In August 2011, Facebook began experimenting with changes to its chat and news feed, kicking off complaints of log-in errors and other problems. Performance also suffered for some users, for apparently unrelated reasons.
Fortunately, these problems didn't last long or affect the worldwide base of Facebook users. Now, global outages are back. We can't be sure why they're happening. My personal theory is that the underlying system is changing to create touchpoints for acquired technologies while supporting a wider base of users.
In Q2, Facebook reported 1.32 billion monthly active users, versus 1.15 billion in last year's second quarter.

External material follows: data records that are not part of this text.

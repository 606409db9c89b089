//! Shared configuration system for desktop and ESP32.
//!
//! Pulse timings and pin assignments arrive as a flat key/value settings
//! file (see [`ClockSettings`]) and are validated once at start-up into
//! [`PinConfig`] and [`PulseConfig`]. Everything else uses `Default` plus
//! `with_*` builders. Strings are `heapless::String` for `no_std`
//! compatibility.
//!
//! # Example
//!
//! ```rust
//! use rs_pulseclock::config::{ClockSettings, Config, NtpConfig};
//!
//! let settings = ClockSettings {
//!     plus: Some(26),
//!     minus: Some(27),
//!     enable: Some(25),
//!     sense: Some(33),
//!     pulse: Some(100),
//!     dwell: Some(50),
//!     stop: Some(50),
//!     recover: Some(100),
//!     pulse_count: Some(2),
//!     fast_pulse1: Some(60),
//!     fast_dwell: Some(30),
//!     fast_pulse2: Some(30),
//!     fast_stop: Some(60),
//! };
//!
//! let config = Config::from_settings(&settings)
//!     .unwrap()
//!     .with_ntp(NtpConfig::default().with_utc_offset_secs(3600));
//!
//! assert_eq!(config.pulse.step_duration_ms(), 450);
//! assert_eq!(config.pins.sense, Some(33));
//! ```

use heapless::String as HString;
use heapless::Vec as HVec;

use crate::error::ConfigError;

/// Maximum length for short config strings (hostnames, client IDs)
pub const MAX_SHORT_STRING: usize = 64;

/// Maximum number of NTP servers tried per sync attempt
pub const MAX_NTP_SERVERS: usize = 4;

/// Longest acceptable normal step. Anything slower cannot keep up with
/// one step per second.
pub const MAX_STEP_DURATION_MS: u32 = 1000;

/// Type alias for short config strings
pub type ShortString = HString<MAX_SHORT_STRING>;

// ============================================================================
// Helper for creating heapless strings
// ============================================================================

/// Create a ShortString from a &str, truncating if too long
pub fn short_string(s: &str) -> ShortString {
    let mut hs = ShortString::new();
    let mut end = s.len().min(MAX_SHORT_STRING);
    while !s.is_char_boundary(end) {
        end -= 1;
    }
    let _ = hs.push_str(&s[..end]);
    hs
}
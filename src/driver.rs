//! Pulse sequences for the H-bridge driving the clock movement.
//!
//! [`PulseDriver`] owns the three drive lines, the blocking delay used to
//! time them, and the optical sensor that is read once when each sequence
//! completes. It never chooses a polarity itself; the caller passes the
//! polarity the [tracker](crate::tracker) asks for.
//!
//! # Sequences
//!
//! | Sequence | Shape |
//! |----------|-------|
//! | [`step`](PulseDriver::step) | `pulse_count` x (drive `pulse`, brake `dwell`), settle `stop`, power down, `recover` |
//! | [`fast_step`](PulseDriver::fast_step) | drive `fast_pulse1`, brake `fast_dwell`, drive `fast_pulse2`, brake `fast_stop`, power down |
//!
//! "Drive" pulls the trail terminal low with the lead terminal high and
//! the driver enabled; "brake" pulls the trail terminal back high so both
//! terminals sit at the same level.
//!
//! # Example
//!
//! ```rust
//! use rs_pulseclock::config::PulseConfig;
//! use rs_pulseclock::driver::PulseDriver;
//! use rs_pulseclock::hal::{MockDelay, MockDriveLines, MockSensor};
//! use rs_pulseclock::traits::{DriveLine, Polarity, SensorObservation};
//!
//! let pulse = PulseConfig {
//!     pulse_ms: 100, dwell_ms: 50, stop_ms: 50, recover_ms: 100, pulse_count: 2,
//!     fast_pulse1_ms: 60, fast_dwell_ms: 30, fast_pulse2_ms: 30, fast_stop_ms: 60,
//! };
//! let mut sensor = MockSensor::new();
//! sensor.queue(SensorObservation::new(6, false));
//!
//! let mut driver = PulseDriver::new(MockDriveLines::new(), MockDelay::new(), sensor, pulse);
//! let obs = driver.step(Polarity::PlusLeading).unwrap();
//!
//! assert_eq!(obs.edge_count, 6);
//! assert_eq!(driver.delay().total_ms, 500);
//! assert!(!driver.lines().level(DriveLine::Enable));
//! ```

use log::debug;

use crate::config::PulseConfig;
use crate::traits::{Delay, DriveLine, DriveLines, Polarity, PositionSensor, SensorObservation};

/// Issues timed pulse sequences and reads the sensor once per sequence.
///
/// # Type Parameters
///
/// - `L`: drive line outputs ([`DriveLines`])
/// - `D`: blocking delay ([`Delay`])
/// - `S`: optical sensor ([`PositionSensor`])
pub struct PulseDriver<L: DriveLines, D: Delay, S: PositionSensor> {
    lines: L,
    delay: D,
    sensor: S,
    config: PulseConfig,
}

impl<L: DriveLines, D: Delay, S: PositionSensor> PulseDriver<L, D, S> {
    /// Create a driver. The lines are not touched until the first pulse.
    pub fn new(lines: L, delay: D, sensor: S, config: PulseConfig) -> Self {
        Self {
            lines,
            delay,
            sensor,
            config,
        }
    }

    /// Issue one normal step.
    ///
    /// Any edges counted before the sequence started are credited to this
    /// step; the count is read exactly once, after the recovery delay.
    pub fn step(&mut self, polarity: Polarity) -> Result<SensorObservation, L::Error> {
        if let Err(e) = self.run_step(polarity) {
            self.abort();
            return Err(e);
        }
        let obs = self.sensor.observe();
        debug!(
            "step {} edges={} level={}",
            polarity.as_str(),
            obs.edge_count,
            obs.level as u8
        );
        Ok(obs)
    }

    /// Issue one fast step.
    ///
    /// Draws more current than [`step`](Self::step); callers only use it
    /// while the hands are behind.
    pub fn fast_step(&mut self, polarity: Polarity) -> Result<SensorObservation, L::Error> {
        if let Err(e) = self.run_fast_step(polarity) {
            self.abort();
            return Err(e);
        }
        let obs = self.sensor.observe();
        debug!(
            "fast step {} edges={} level={}",
            polarity.as_str(),
            obs.edge_count,
            obs.level as u8
        );
        Ok(obs)
    }

    /// Power down after a failed line write and drop the edges the aborted
    /// sequence produced, so they are not credited to the next step.
    fn abort(&mut self) {
        let _ = self.lines.disable();
        let dropped = self.sensor.consume_count();
        if dropped > 0 {
            debug!("aborted pulse discarded {} edges", dropped);
        }
    }

    fn run_step(&mut self, polarity: Polarity) -> Result<(), L::Error> {
        let (lead, trail) = (polarity.lead(), polarity.trail());
        let c = self.config;

        self.lines.disable()?;
        self.lines.set(lead, true)?;
        for _ in 0..c.pulse_count {
            self.lines.set(trail, false)?;
            self.lines.set(DriveLine::Enable, true)?;
            self.delay.delay_ms(c.pulse_ms);
            self.lines.set(trail, true)?;
            self.delay.delay_ms(c.dwell_ms);
        }
        self.delay.delay_ms(c.stop_ms);
        self.lines.disable()?;
        self.delay.delay_ms(c.recover_ms);
        Ok(())
    }

    fn run_fast_step(&mut self, polarity: Polarity) -> Result<(), L::Error> {
        let (lead, trail) = (polarity.lead(), polarity.trail());
        let c = self.config;

        self.lines.disable()?;
        self.lines.set(lead, true)?;
        self.lines.set(trail, false)?;
        self.lines.set(DriveLine::Enable, true)?;
        self.delay.delay_ms(c.fast_pulse1_ms);
        self.lines.set(trail, true)?;
        self.delay.delay_ms(c.fast_dwell_ms);
        self.lines.set(trail, false)?;
        self.delay.delay_ms(c.fast_pulse2_ms);
        self.lines.set(trail, true)?;
        self.delay.delay_ms(c.fast_stop_ms);
        self.lines.disable()?;
        Ok(())
    }

    /// Power the driver down outside of a sequence.
    pub fn disable(&mut self) -> Result<(), L::Error> {
        self.lines.disable()
    }

    /// Duration of one normal step in milliseconds.
    pub fn step_duration_ms(&self) -> u32 {
        self.config.step_duration_ms()
    }

    /// Duration of one fast step in milliseconds.
    pub fn fast_step_duration_ms(&self) -> u32 {
        self.config.fast_step_duration_ms()
    }

    /// The pulse timings in use.
    pub fn config(&self) -> &PulseConfig {
        &self.config
    }

    /// The drive lines.
    pub fn lines(&self) -> &L {
        &self.lines
    }

    /// The delay provider.
    pub fn delay(&self) -> &D {
        &self.delay
    }

    /// The delay provider, mutably. The engine uses it for idle sleeps.
    pub fn delay_mut(&mut self) -> &mut D {
        &mut self.delay
    }

    /// The sensor.
    pub fn sensor(&self) -> &S {
        &self.sensor
    }

    /// The sensor, mutably.
    pub fn sensor_mut(&mut self) -> &mut S {
        &mut self.sensor
    }

    /// Take the driver apart.
    pub fn into_parts(self) -> (L, D, S) {
        (self.lines, self.delay, self.sensor)
    }
}
//! Monotonic clock from the ESP-IDF high-resolution timer.

use crate::traits::Clock;

/// Milliseconds since boot from `esp_timer_get_time()`.
///
/// Used to schedule network syncs and to age network time samples.
///
/// ```ignore
/// use rs_pulseclock::hal::esp32::Esp32Clock;
/// use rs_pulseclock::traits::Clock;
///
/// let clock = Esp32Clock::new();
/// let start = clock.now_ms();
/// ```
#[derive(Clone, Copy, Debug, Default)]
pub struct Esp32Clock;

impl Esp32Clock {
    /// Creates a clock handle.
    #[inline]
    pub fn new() -> Self {
        Self
    }
}

impl Clock for Esp32Clock {
    #[inline]
    fn now_ms(&self) -> u64 {
        // SAFETY: reads the free-running system timer
        let micros = unsafe { esp_idf_hal::sys::esp_timer_get_time() };
        (micros / 1000) as u64
    }
}
//! Network time abstraction.
//!
//! Network time is only ever a drift correction for the battery-backed
//! RTC. Queries may fail at any time; callers retry on a schedule and
//! never block the stepping loop on the network.
//!
//! # Example
//!
//! ```rust
//! use rs_pulseclock::traits::{NetworkTimeSource, NtpSample};
//! use rs_pulseclock::hal::MockNetworkTime;
//!
//! let mut ntp = MockNetworkTime::new();
//! ntp.queue_sample(NtpSample::new(1_609_459_200, 250, 10));
//!
//! let sample = ntp.query("pool.ntp.org").unwrap();
//! assert_eq!(sample.epoch_secs, 1_609_459_200);
//! assert_eq!(ntp.queried, ["pool.ntp.org"]);
//! ```

use crate::error::NtpError;

/// One successful network time reading.
#[derive(Clone, Copy, Debug, PartialEq, Eq)]
#[cfg_attr(feature = "serde", derive(serde::Serialize, serde::Deserialize))]
pub struct NtpSample {
    /// Seconds since the Unix epoch (1970-01-01T00:00:00Z).
    pub epoch_secs: u64,
    /// Fractional part of the second, in milliseconds.
    pub millis: u16,
    /// Local monotonic timestamp (ms) when the reply arrived.
    pub local_ms: u64,
}

impl NtpSample {
    /// Creates a sample.
    pub const fn new(epoch_secs: u64, millis: u16, local_ms: u64) -> Self {
        Self {
            epoch_secs,
            millis,
            local_ms,
        }
    }

    /// Epoch seconds as of `now_ms` on the same monotonic clock, rounding
    /// the fractional part down.
    pub fn epoch_secs_at(&self, now_ms: u64) -> u64 {
        let elapsed_ms = now_ms.saturating_sub(self.local_ms) + self.millis as u64;
        self.epoch_secs + elapsed_ms / 1000
    }
}

/// Client for a network time service.
///
/// # Implementation Notes
///
/// - One request per call, no internal retry
/// - Timeouts are reported as [`NtpError::Timeout`]
pub trait NetworkTimeSource {
    /// Query a single server.
    fn query(&mut self, server: &str) -> Result<NtpSample, NtpError>;
}

#[cfg(test)]
mod tests {
    use super::*;

    #[test]
    fn epoch_secs_at_accounts_for_elapsed_time() {
        let sample = NtpSample::new(1000, 600, 5_000);
        assert_eq!(sample.epoch_secs_at(5_000), 1000);
        // 600ms + 400ms crosses a whole second
        assert_eq!(sample.epoch_secs_at(5_400), 1001);
        assert_eq!(sample.epoch_secs_at(7_500), 1003);
    }

    #[test]
    fn epoch_secs_at_ignores_earlier_timestamps() {
        let sample = NtpSample::new(1000, 0, 5_000);
        assert_eq!(sample.epoch_secs_at(1_000), 1000);
    }
}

Mixing in WhatsApp adds another half-billion users, while charity efforts with Internet.org could add even more users in areas where Web access is a new phenomenon. Give it a few years, and we may be able to call Facebook "Earth's Largest Network."
Outages are par for the course on the Internet
Should investors be concerned with how Facebook is handling growth? I wouldn't be. Outages occur all the time on the Internet, and they rarely last more than a few minutes.
What's more, even huge outages have done little to forestall growth at the Web's biggest operators. Let's review two examples:
Last August, Amazon.com (NASDAQ:AMZN) went down for 30-40 minutes, costing the site an estimated $3 to $4 million in lost sales. Only a few months earlier, on Christmas Eve 2012, a problem in its Amazon Web Services infrastructure affected millions of Netflix customers, many of whom were unable to log in for at least seven hours. The impact on the business? Negligible. Amazon reported a 23% year-over-year increase in second-quarter revenue as the company grows to dominate virtually every niche in which it participates.
In August 2008, Google (NASDAQ:GOOGL)(NASDAQ:GOOG) suffered three significant outages in Gmail and its other online productivity software. In February 2009, the desktop version of Gmail went offline again -- this time, for about two and a half hours. And in the years since? An estimated 50 million business users have adopted not only Gmail but also Google Apps for Business.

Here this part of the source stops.